Problem to work on.
Transcribe the listing from its top line through the line with "fn next_interarrival(&mut self) -> f64;". Keep it exact, both ends included, and add nothing.

Source material.
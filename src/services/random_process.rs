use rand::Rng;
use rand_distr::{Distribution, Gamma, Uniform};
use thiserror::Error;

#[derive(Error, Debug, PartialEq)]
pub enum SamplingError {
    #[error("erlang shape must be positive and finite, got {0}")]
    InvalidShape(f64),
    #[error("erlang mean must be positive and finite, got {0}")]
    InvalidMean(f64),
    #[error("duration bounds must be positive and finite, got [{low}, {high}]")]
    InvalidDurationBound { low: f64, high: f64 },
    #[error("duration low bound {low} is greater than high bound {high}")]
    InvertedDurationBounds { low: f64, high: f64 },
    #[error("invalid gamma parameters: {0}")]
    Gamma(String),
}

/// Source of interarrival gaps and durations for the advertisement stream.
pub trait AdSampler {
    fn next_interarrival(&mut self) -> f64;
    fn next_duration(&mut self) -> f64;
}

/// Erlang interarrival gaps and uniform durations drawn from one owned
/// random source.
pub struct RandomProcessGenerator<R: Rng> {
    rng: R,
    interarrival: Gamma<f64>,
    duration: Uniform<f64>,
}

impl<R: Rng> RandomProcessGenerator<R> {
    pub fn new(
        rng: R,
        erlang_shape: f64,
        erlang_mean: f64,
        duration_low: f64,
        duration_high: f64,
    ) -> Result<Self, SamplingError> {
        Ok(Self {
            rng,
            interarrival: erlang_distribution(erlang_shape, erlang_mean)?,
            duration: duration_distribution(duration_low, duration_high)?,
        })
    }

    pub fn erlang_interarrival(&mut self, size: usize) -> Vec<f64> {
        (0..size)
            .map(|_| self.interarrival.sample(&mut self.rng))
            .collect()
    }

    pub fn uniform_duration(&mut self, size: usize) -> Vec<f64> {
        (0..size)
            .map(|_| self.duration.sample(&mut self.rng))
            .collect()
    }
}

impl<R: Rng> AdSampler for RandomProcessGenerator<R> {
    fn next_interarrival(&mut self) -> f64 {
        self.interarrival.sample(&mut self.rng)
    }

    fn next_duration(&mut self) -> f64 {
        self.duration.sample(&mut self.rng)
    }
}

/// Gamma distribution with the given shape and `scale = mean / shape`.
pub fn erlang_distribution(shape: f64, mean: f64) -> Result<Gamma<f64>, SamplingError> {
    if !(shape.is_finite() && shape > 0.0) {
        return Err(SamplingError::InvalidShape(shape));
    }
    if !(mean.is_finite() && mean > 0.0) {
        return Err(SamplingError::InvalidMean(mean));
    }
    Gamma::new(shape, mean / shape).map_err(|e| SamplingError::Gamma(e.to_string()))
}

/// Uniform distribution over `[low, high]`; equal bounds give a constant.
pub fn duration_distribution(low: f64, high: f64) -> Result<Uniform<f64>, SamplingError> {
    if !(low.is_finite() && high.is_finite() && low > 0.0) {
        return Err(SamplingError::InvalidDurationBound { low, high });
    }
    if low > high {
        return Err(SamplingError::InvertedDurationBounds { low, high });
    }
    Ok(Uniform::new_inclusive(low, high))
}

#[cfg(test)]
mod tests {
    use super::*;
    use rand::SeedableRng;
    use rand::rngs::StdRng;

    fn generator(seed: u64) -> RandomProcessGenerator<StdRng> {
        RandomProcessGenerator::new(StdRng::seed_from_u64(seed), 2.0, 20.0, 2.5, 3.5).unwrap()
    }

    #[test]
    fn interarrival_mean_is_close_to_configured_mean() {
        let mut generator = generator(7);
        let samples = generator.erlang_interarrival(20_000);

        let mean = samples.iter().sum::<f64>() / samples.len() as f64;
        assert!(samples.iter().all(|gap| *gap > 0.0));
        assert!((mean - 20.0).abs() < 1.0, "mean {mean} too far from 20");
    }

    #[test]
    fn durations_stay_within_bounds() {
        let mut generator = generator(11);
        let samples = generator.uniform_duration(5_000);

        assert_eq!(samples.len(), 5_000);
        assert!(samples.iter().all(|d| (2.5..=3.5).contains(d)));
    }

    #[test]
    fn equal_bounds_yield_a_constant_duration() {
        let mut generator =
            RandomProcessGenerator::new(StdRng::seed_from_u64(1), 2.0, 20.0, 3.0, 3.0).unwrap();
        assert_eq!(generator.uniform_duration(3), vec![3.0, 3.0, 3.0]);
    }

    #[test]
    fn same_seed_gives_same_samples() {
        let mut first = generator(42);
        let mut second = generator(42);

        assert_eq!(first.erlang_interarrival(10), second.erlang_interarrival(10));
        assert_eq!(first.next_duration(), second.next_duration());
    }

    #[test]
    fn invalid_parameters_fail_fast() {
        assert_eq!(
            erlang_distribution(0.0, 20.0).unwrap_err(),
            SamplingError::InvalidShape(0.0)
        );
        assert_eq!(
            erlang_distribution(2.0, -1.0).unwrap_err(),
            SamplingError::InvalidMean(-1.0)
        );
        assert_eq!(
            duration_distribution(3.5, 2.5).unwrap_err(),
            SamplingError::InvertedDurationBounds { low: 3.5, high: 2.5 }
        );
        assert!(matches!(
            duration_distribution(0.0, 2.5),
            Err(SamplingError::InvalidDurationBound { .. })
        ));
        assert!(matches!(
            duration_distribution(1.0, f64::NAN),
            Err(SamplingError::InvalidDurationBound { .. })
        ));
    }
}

Reply.
filename src/services/random_process.rs
use rand::Rng;
use rand_distr::{Distribution, Gamma, Uniform};
use thiserror::Error;

#[derive(Error, Debug, PartialEq)]
pub enum SamplingError {
    #[error("erlang shape must be positive and finite, got {0}")]
    InvalidShape(f64),
    #[error("erlang mean must be positive and finite, got {0}")]
    InvalidMean(f64),
    #[error("duration bounds must be positive and finite, got [{low}, {high}]")]
    InvalidDurationBound { low: f64, high: f64 },
    #[error("duration low bound {low} is greater than high bound {high}")]
    InvertedDurationBounds { low: f64, high: f64 },
    #[error("invalid gamma parameters: {0}")]
    Gamma(String),
}

/// Source of interarrival gaps and durations for the advertisement stream.
pub trait AdSampler {
    fn next_interarrival(&mut self) -> f64;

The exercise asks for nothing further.